7.            Confidential Information is and shall remain the sole property of the Disclosing Party. Each Party recognizes and agrees that nothing contained in this Agreement will be construed as granting the Receiving Party any property rights, by license or otherwise, to any Confidential Information of the Disclosing Party, or to any invention or any patent, copyright, trademark, or other intellectual property right that has issued or that may issue, based on such Confidential Information. Neither this Agreement nor the disclosure of any Confidential Information hereunder shall result in any obligation on the part of either Party to enter into any further agreement with the other, license any products or services to the other, or to require either Party to disclose any particular Confidential Information. Nothing in this Agreement creates or shall be deemed to create any employment, joint venture, or agency between the Parties.

 

8.            In performing its obligations and exercising its rights under this Agreement, each Party warrants and represents that it will maintain adequate administrative, technical, and physical measures, controls, tools, systems, policies and procedures in accordance with good cyber security industry practice appropriate to each Party’s current stage of development. Each Party will notify the other Party, in writing, about any security incident affecting or which may affect any IT Infrastructure or data or facilities owned, leased or used by and/or provided for use by such Party, which may affect the Confidential Information disclosed under this Agreement, without undue delay and in any event within 24 hours after either Party becomes aware of or suspects that a security incident has occurred.

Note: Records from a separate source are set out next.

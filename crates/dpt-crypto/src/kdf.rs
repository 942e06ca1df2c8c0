//! PBKDF2-HMAC-SHA256 derivation of the session keys.

use pbkdf2::pbkdf2_hmac;
use sha2::Sha256;
use zeroize::Zeroizing;

/// Iteration count fixed by the device firmware.
pub const PBKDF2_ITERATIONS: u32 = 10_000;

/// Length of the derived key material: auth key (32) + key-wrap key (16).
pub const DERIVED_KEY_LEN: usize = 48;

/// Build the PBKDF2 salt `nonce1 || mac || nonce2`.
pub fn session_salt(nonce1: &[u8], mac: &[u8], nonce2: &[u8]) -> Vec<u8> {
    let mut salt = Vec::with_capacity(nonce1.len() + mac.len() + nonce2.len());
    salt.extend_from_slice(nonce1);
    salt.extend_from_slice(mac);
    salt.extend_from_slice(nonce2);
    salt
}

/// Derive the 48-byte key material from the DH shared secret.
pub fn derive(shared_secret: &[u8], salt: &[u8]) -> Zeroizing<[u8; DERIVED_KEY_LEN]> {
    let mut okm = Zeroizing::new([0u8; DERIVED_KEY_LEN]);
    pbkdf2_hmac::<Sha256>(shared_secret, salt, PBKDF2_ITERATIONS, &mut okm[..]);
    okm
}
//! # dpt-pairing
//!
//! Registration of a client with a Digital Paper device.
//!
//! This crate implements:
//! - The letter-keyed JSON messages of the registration port
//! - A sans-IO state machine verifying every transcript tag
//! - An async session driver with cleanup and cancellation
//! - Collaborator traits for transport, PIN input and key issuance

pub mod messages;
mod registration;
mod result;
mod session;
mod traits;

pub use registration::{FailureReason, Registration, RegistrationState};
pub use result::RegistrationResult;
pub use session::PairingSession;
pub use traits::{FixedPinHandler, IdentityIssuer, PairingHandler, RsaIdentityIssuer, Transport};
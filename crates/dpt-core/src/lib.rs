//! # dpt-core
//!
//! Core types and error definitions shared across the Digital Paper pairing crates.
//!
//! This crate provides:
//! - The error taxonomy for a pairing session
//! - Pairing endpoint and protocol configuration
//! - Names for the protocol round trips

pub mod config;
pub mod error;
pub mod step;

pub use config::{EndpointConfig, Endpoints, HttpMethod, PairingConfig};
pub use error::{CryptoError, Error, ParseError, Result, TransportError, Violation};
pub use step::Step;
//! Registration session driver.
//!
//! Runs a [`Registration`] against a device through a [`Transport`]: cleanup,
//! the four protocol round trips, cleanup again.

use crate::registration::{FailureReason, Registration};
use crate::result::RegistrationResult;
use crate::traits::{IdentityIssuer, PairingHandler, RsaIdentityIssuer, Transport};
use dpt_core::config::{EndpointConfig, HttpMethod, PairingConfig};
use dpt_core::error::{Error, Result};
use dpt_core::step::Step;
use dpt_crypto::identity::new_client_id;
use std::future::Future;
use tokio::runtime::{Handle, RuntimeFlavor};
use tracing::{debug, info, warn};
use zeroize::Zeroizing;

/// High-level session that registers this client with one device.
pub struct PairingSession<T, H, I = RsaIdentityIssuer> {
    transport: T,
    handler: H,
    issuer: I,
    config: PairingConfig,
}

impl<T: Transport, H: PairingHandler> PairingSession<T, H> {
    /// Create a session with default configuration and RSA key issuance.
    pub fn new(transport: T, handler: H) -> Self {
        Self {
            transport,
            handler,
            issuer: RsaIdentityIssuer,
            config: PairingConfig::default(),
        }
    }
}

impl<T: Transport, H: PairingHandler, I: IdentityIssuer> PairingSession<T, H, I> {
    /// Replace the configuration.
    pub fn with_config(mut self, config: PairingConfig) -> Self {
        self.config = config;
        self
    }

    /// Replace the source of client key pairs.
    pub fn with_issuer<J: IdentityIssuer>(self, issuer: J) -> PairingSession<T, H, J> {
        PairingSession {
            transport: self.transport,
            handler: self.handler,
            issuer,
            config: self.config,
        }
    }

    pub fn config(&self) -> &PairingConfig {
        &self.config
    }

    pub fn transport(&self) -> &T {
        &self.transport
    }

    pub fn into_transport(self) -> T {
        self.transport
    }

    /// Run a full registration.
    pub async fn pair(&mut self) -> Result<RegistrationResult> {
        self.pair_until(std::future::pending::<()>()).await
    }

    /// Run a full registration unless `shutdown` completes first.
    ///
    /// On shutdown the in-flight step is dropped, cleanup is still sent to the
    /// device and [`Error::Cancelled`] is returned. A blocking PIN prompt is
    /// not interrupted; shutdown is observed once it returns.
    pub async fn pair_until<F>(&mut self, shutdown: F) -> Result<RegistrationResult>
    where
        F: Future<Output = ()>,
    {
        info!(port = self.config.port, "Starting device registration");
        self.handler.on_pairing_started();

        let mut registration = Registration::new(&self.config);
        let outcome = tokio::select! {
            result = self.run(&mut registration) => result,
            _ = shutdown => Err(Error::Cancelled),
        };

        let outcome = match outcome {
            Ok(()) => {
                if self.config.cleanup_after {
                    self.cleanup().await;
                }
                registration.finish()
            }
            Err(error) => {
                registration.abort(FailureReason::from(&error));
                if matches!(error, Error::Cancelled) || self.config.cleanup_after {
                    self.cleanup().await;
                }
                Err(error)
            }
        };
        self.handler.on_state_changed(&registration.state());

        match &outcome {
            Ok(result) => {
                info!(client_id = %result.client_id, "Device registration complete");
                self.handler.on_pairing_complete();
            }
            Err(error) => {
                warn!(%error, state = ?registration.state(), "Device registration failed");
                self.handler.on_pairing_failed(error);
            }
        }
        outcome
    }

    async fn run(&mut self, registration: &mut Registration) -> Result<()> {
        let endpoints = self.config.endpoints.clone();

        self.cleanup().await;

        info!("Requesting PIN from device");
        let challenge = send(&mut self.transport, Step::PinRequest, &endpoints.pin, &[]).await?;
        let hash_request = registration.start_key_exchange(&challenge)?;
        self.state_changed(registration);

        let hash_response =
            send(&mut self.transport, Step::HashExchange, &endpoints.hash, &hash_request).await?;
        registration.process_hash_response(&hash_response)?;
        self.state_changed(registration);

        let pin = self.read_pin();
        let ca_request = registration.build_ca_request(&pin)?;
        drop(pin);

        let ca_response =
            send(&mut self.transport, Step::CaRegistration, &endpoints.ca, &ca_request).await?;
        registration.process_ca_response(&ca_response)?;
        self.state_changed(registration);

        let issuer = &self.issuer;
        let identity = run_blocking(|| issuer.issue())?;
        let client_id = new_client_id();
        debug!(%client_id, "Client identity issued");

        let register_request = registration.build_registration_request(&client_id, identity)?;
        send(
            &mut self.transport,
            Step::DeviceRegistration,
            &endpoints.register,
            &register_request,
        )
        .await?;
        registration.confirm_registration()?;
        self.state_changed(registration);

        Ok(())
    }

    /// Best-effort reset of half-finished registrations on the device.
    async fn cleanup(&mut self) {
        let endpoint = self.config.endpoints.cleanup.clone();
        match send(&mut self.transport, Step::Cleanup, &endpoint, &[]).await {
            Ok(_) => debug!("Device registration state reset"),
            Err(error) => warn!(%error, "Cleanup failed, continuing"),
        }
    }

    fn read_pin(&self) -> Zeroizing<String> {
        info!("Waiting for the PIN shown on the device screen");
        let handler = &self.handler;
        Zeroizing::new(run_blocking(|| handler.on_pin_required()))
    }

    fn state_changed(&self, registration: &Registration) {
        let state = registration.state();
        info!(?state, "Registration state changed");
        self.handler.on_state_changed(&state);
    }
}

async fn send<T: Transport>(
    transport: &mut T,
    step: Step,
    endpoint: &EndpointConfig,
    body: &[u8],
) -> Result<Vec<u8>> {
    debug!(%step, path = %endpoint.path, method = ?endpoint.method, len = body.len(), "Sending request");
    let response = match endpoint.method {
        HttpMethod::Get => transport.get(&endpoint.path).await?,
        HttpMethod::Post => transport.post(&endpoint.path, body).await?,
        HttpMethod::Put => transport.put(&endpoint.path, body).await?,
    };
    debug!(%step, len = response.len(), "Received response");
    Ok(response)
}

/// Run blocking work without stalling the other tasks of a multi-thread
/// runtime.
fn run_blocking<R>(f: impl FnOnce() -> R) -> R {
    match Handle::try_current() {
        Ok(handle) if handle.runtime_flavor() == RuntimeFlavor::MultiThread => {
            tokio::task::block_in_place(f)
        }
        _ => f(),
    }
}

Such notification will be, in the first instance, sent by e-mail and immediately followed up by telephone to the following:

 

If to Company: SOCITSecurity@astrazeneca.com
  0044 1625 513080

 

If to Icosavax: Elizabeth.Bekiroglu@icosavax.com
  206-746-5915

 

9.            This Agreement will terminate one (1) year after the Effective Date or may be terminated by either Party at any time upon thirty (30) days written notice to the other Party. Each Party’s obligations under this Agreement, including without limitation obligations of confidentiality and non-use, will survive termination or expiration of this Agreement for a period of seven (7) years, with the exception of obligations with respect to the protection of Confidential Information that is a trade secret, which shall survive this Agreement indefinitely.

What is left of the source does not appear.